Homophones in non-rhotic accents
Hi everyone,
I've got a question about non-rhotic accents. There are words in English which are differentiated only by the presence of a rhotic vowel (or a consonant).
e.g. farther vs father, corpse vs cause, source vs sauce
Do non-rhotic speakers (such as native speakers of English English, General Australian English and New Zealand English) perceive them as homophones or are these perceived as different sounds, even though these words sound exactly the same to rhotic speaker (such as myself) when pronounced by a non-rhotic speaker?
Thanks in advance,
S
As far as I know, these pairs sound exactly the same in RP English. And according to Oxford dictionary, they are the same. I can't speak for other speakers, though. Just thought I'd share my opinion.
I think there's plenty of evidence that indicates that those pairs are indeed perceived as homophones and produced as homophones (except for corpse vs cause, /kO:s, kO:ps/ vs /kO:z/) by most non-rhotic speakers. Some non-rhotic speakers may have a rhotic substratum, and for these speakers the situation could be different. A middle-class speaker from the West Country who "learnt" to use RP as an adult could still have underlying /fA:rD@r/ vs /fA:D@r/ realized as [fA:@D@] vs [fA:D@]. Wells classifies this as one of the instances of "near-RP".
I'm a rhotic speaker, and if I were to take the R out of "source" and pronounce the vowel the same, it wouldn't be a homophone with "sauce". Sauce rhymes with cross. Is it like that for anybody else?
>>I'm a rhotic speaker, and if I were to take the R out of "source" and pronounce the vowel the same, it wouldn't be a homophone with "sauce". Sauce rhymes with cross. Is it like that for anybody else?<<
This is probably because you likely have a higher vowel in "source" than in "sauce" (or "cross"), which is typical for at least North American English dialects. However, it is quite usual to have a much higher vowel in "sauce" or "cross" in, say, many English English dialects.

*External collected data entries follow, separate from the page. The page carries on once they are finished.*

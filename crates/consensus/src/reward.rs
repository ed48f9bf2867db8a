// Path: crates/consensus/src/reward.rs

//! Block reward minting.

use crate::abi::{decode_uint, encode_call};
use crate::engine::{FinalizedLists, GovernanceCall, RangeEngine};
use ethabi::Token;
use range_api::chain::ChainReader;
use range_api::state::{StateDatabase, TemporaryBalance};
use range_types::error::ConsensusError;
use range_types::header::Header;
use range_types::params::{BLOCK_REWARD, SYSTEM_FAUCET};
use range_types::receipt::Receipt;
use range_types::transaction::Transaction;
use range_types::U256;
use tracing::{error, trace};

impl RangeEngine {
    /// Mints the block reward through a consensus transaction.
    ///
    /// The system faucet is credited with half of the maximum amount for the
    /// duration of the call and reset to zero on every exit path. The reward
    /// amount comes from `getReward(number)`, evaluated in a reverted
    /// checkpoint; the faucet then sends exactly that amount to `reward()`.
    /// Exactly one transaction and one receipt are appended.
    pub fn process_block_rewards(
        &self,
        chain: &dyn ChainReader,
        header: &Header,
        state: &mut dyn StateDatabase,
        txs: Vec<Transaction>,
        receipts: Vec<Receipt>,
    ) -> Result<FinalizedLists, ConsensusError> {
        let contract = &self.abis().block_reward;
        let mut faucet = TemporaryBalance::new(&mut *state, SYSTEM_FAUCET, U256::MAX >> 1)?;

        let data = encode_call(contract, "getReward", &[Token::Uint(header.number.into())])
            .map_err(|e| {
                error!(target: "consensus", "Fail to prepare getReward() call: {}", e);
                e
            })?;
        let result = self
            .call_readonly(
                chain,
                header,
                &mut *faucet,
                GovernanceCall {
                    from: SYSTEM_FAUCET,
                    to: BLOCK_REWARD,
                    gas: self.config().call_gas,
                    method: "getReward",
                    data,
                },
            )
            .map_err(|e| {
                error!(target: "consensus", "Failed in getReward() call: {}", e);
                e
            })?;
        let total = decode_uint(contract, "getReward", &result.output).map_err(|e| {
            error!(target: "consensus", "Failed to unpack getReward() call: {}", e);
            e
        })?;
        trace!(target: "consensus", number = header.number, reward = %total, "Block reward");

        let data = encode_call(contract, "reward", &[]).map_err(|e| {
            error!(target: "consensus", "Fail to prepare reward() call: {}", e);
            e
        })?;
        let tx = Transaction::new_call(
            faucet.nonce(&SYSTEM_FAUCET)?,
            BLOCK_REWARD,
            total,
            self.config().xfer_gas,
            data,
        )
        .with_consensus_sender(SYSTEM_FAUCET);

        let mut lists = (txs, receipts);
        self.apply_consensus_tx(chain, header, &mut *faucet, tx, "reward", &mut lists)?;
        Ok(lists)
    }
}
// Path: crates/consensus/tests/finalize.rs

mod common;

use common::{coins, Harness, PRODUCER};
use range_api::chain::ChainReader;
use range_api::state::StateDatabase;
use range_api::transfer::is_blacklisted;
use range_consensus::seal::signature_hash;
use range_test_utils::governance::default_block_reward;
use range_test_utils::signer::test_signature;
use range_types::config::EngineConfig;
use range_types::error::{ConsensusError, ContractCallError, SignerError};
use range_types::header::Header;
use range_types::params::{
    BLOCK_REWARD, MASTERNODE_LIST, MIGRATION_CONTRACT, SYSTEM_FAUCET, TREASURY,
};
use range_types::{Address, U256};

const ALICE: Address = Address::repeat_byte(0xa1);
const SIGNER: Address = Address::repeat_byte(0x5a);

fn sealed(mut header: Header, by: &Address) -> Header {
    header.signature = test_signature(by, signature_hash(&header).as_bytes());
    header
}

#[test]
fn finalize_runs_every_step_in_order() {
    let mut h = Harness::new();
    let owner = Address::repeat_byte(0x01);
    let masternode = Address::repeat_byte(0x02);
    h.deposit_collateral(owner, coins(10_000));
    assert!(!h.announce(owner, masternode).failed);

    h.fund(&ALICE, coins(50));
    h.blacklist(ALICE);
    // Only the registry needs to know the target is blocked.
    h.propose_drain(ALICE);

    let (txs, receipts) = h
        .engine
        .finalize(&h.chain, &h.header, &mut h.state, Vec::new(), Vec::new())
        .unwrap();

    assert_eq!(txs.len(), 2);
    assert_eq!(receipts.len(), 2);
    assert_eq!(txs[0].to, Some(TREASURY));
    assert_eq!(txs[0].value, coins(50));
    assert_eq!(txs[1].to, Some(BLOCK_REWARD));
    assert_eq!(txs[1].nonce, txs[0].nonce + 1);
    assert!(receipts.iter().all(|r| !r.failed));

    assert!(!h.masternode_slot(&masternode).is_zero());
    assert_eq!(h.state.storage_entries(&MASTERNODE_LIST).unwrap().len(), 1);
    assert!(is_blacklisted(&h.state, &ALICE).unwrap());
    assert_eq!(h.balance(&ALICE), U256::zero());
    assert_eq!(h.balance(&TREASURY), coins(50) + default_block_reward());
    assert_eq!(h.balance(&SYSTEM_FAUCET), U256::zero());
}

#[test]
fn finalize_appends_after_block_transactions() {
    let mut h = Harness::new();
    let (txs, receipts) = h
        .engine
        .finalize(&h.chain, &h.header, &mut h.state, Vec::new(), Vec::new())
        .unwrap();
    let (txs, receipts) = h
        .engine
        .finalize(&h.chain, &h.header, &mut h.state, txs, receipts)
        .unwrap();
    assert_eq!(txs.len(), 2);
    assert_eq!(receipts.len(), 2);
    assert!(txs.iter().all(|tx| tx.consensus_sender() == Some(SYSTEM_FAUCET)));
}

#[test]
fn finalize_stops_at_the_first_error() {
    let mut h = Harness::with_config(EngineConfig {
        call_gas: 1_000,
        ..EngineConfig::default()
    });
    let err = h
        .engine
        .finalize(&h.chain, &h.header, &mut h.state, Vec::new(), Vec::new())
        .unwrap_err();
    assert_eq!(
        err,
        ConsensusError::ContractCall(ContractCallError::Reverted {
            method: "getReward"
        })
    );
    assert_eq!(h.balance(&TREASURY), U256::zero());
}

#[test]
fn seal_by_coinbase_is_accepted() {
    let h = Harness::new();
    let header = sealed(h.header.clone(), &PRODUCER);
    assert_eq!(signature_hash(&header), signature_hash(&h.header));
    h.engine.verify_seal(&header, &h.state).unwrap();
}

#[test]
fn missing_seal_is_rejected() {
    let h = Harness::new();
    assert_eq!(
        h.engine.verify_seal(&h.header, &h.state),
        Err(ConsensusError::MissingSignature)
    );
}

#[test]
fn seal_by_another_key_is_rejected() {
    let h = Harness::new();
    let header = sealed(h.header.clone(), &ALICE);
    assert_eq!(
        h.engine.verify_seal(&header, &h.state),
        Err(ConsensusError::InvalidSeal {
            expected: PRODUCER,
            recovered: ALICE
        })
    );
}

#[test]
fn seal_over_modified_header_is_rejected() {
    let h = Harness::new();
    let mut header = sealed(h.header.clone(), &PRODUCER);
    header.gas_used += 1;
    assert!(matches!(
        h.engine.verify_seal(&header, &h.state),
        Err(ConsensusError::Signer(SignerError::InvalidSignature(_)))
    ));
}

#[test]
fn blacklisted_coinbase_is_rejected() {
    let mut h = Harness::new();
    h.blacklist(PRODUCER);
    h.process_blacklists();
    let header = sealed(h.header.clone(), &PRODUCER);
    assert_eq!(
        h.engine.verify_seal(&header, &h.state),
        Err(ConsensusError::BlacklistedCoinbase(PRODUCER))
    );
}

#[test]
fn migration_block_is_sealed_by_the_migration_signer() {
    let h = Harness::with_config(EngineConfig {
        migration_signer: Some(SIGNER),
        ..EngineConfig::default()
    });
    let header = h.chain.next_header(MIGRATION_CONTRACT);

    h.engine
        .verify_seal(&sealed(header.clone(), &SIGNER), &h.state)
        .unwrap();
    assert_eq!(
        h.engine
            .verify_seal(&sealed(header, &MIGRATION_CONTRACT), &h.state),
        Err(ConsensusError::InvalidSeal {
            expected: SIGNER,
            recovered: MIGRATION_CONTRACT
        })
    );
}

#[test]
fn migration_seal_needs_a_configured_signer() {
    let h = Harness::new();
    let header = sealed(h.chain.next_header(MIGRATION_CONTRACT), &SIGNER);
    assert_eq!(
        h.engine.verify_seal(&header, &h.state),
        Err(ConsensusError::Signer(SignerError::NotConfigured(
            "migration signer"
        )))
    );
}

#[test]
fn dos_check_accepts_every_header() {
    let mut h = Harness::new();
    let parent = h.chain.current_header().unwrap();
    for coinbase in [PRODUCER, ALICE, MIGRATION_CONTRACT] {
        let header = h.chain.next_header(coinbase);
        h.engine.check_dos(&h.chain, &header, &parent).unwrap();
    }
    h.chain.push(h.header.clone());
    let sibling = h.chain.next_header(PRODUCER);
    h.engine.check_dos(&h.chain, &sibling, &h.header).unwrap();
}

<<However, it is quite usual to have a much higher vowel in "sauce" or "cross" in, say, many English English dialects.>>
Not "cross", though, because they wouldn't have the lot-cloth split.
>>Not "cross", though, because they wouldn't have the lot-cloth split.<<
Yeah - forgot that the lot-cloth split has largely died out in English English dialects today.
Thanks guys!
I myself do pronounce sauce and source with a different vowel too.
"sauce" has the /A/ vowel and source has the /o/ vowel followed by an r.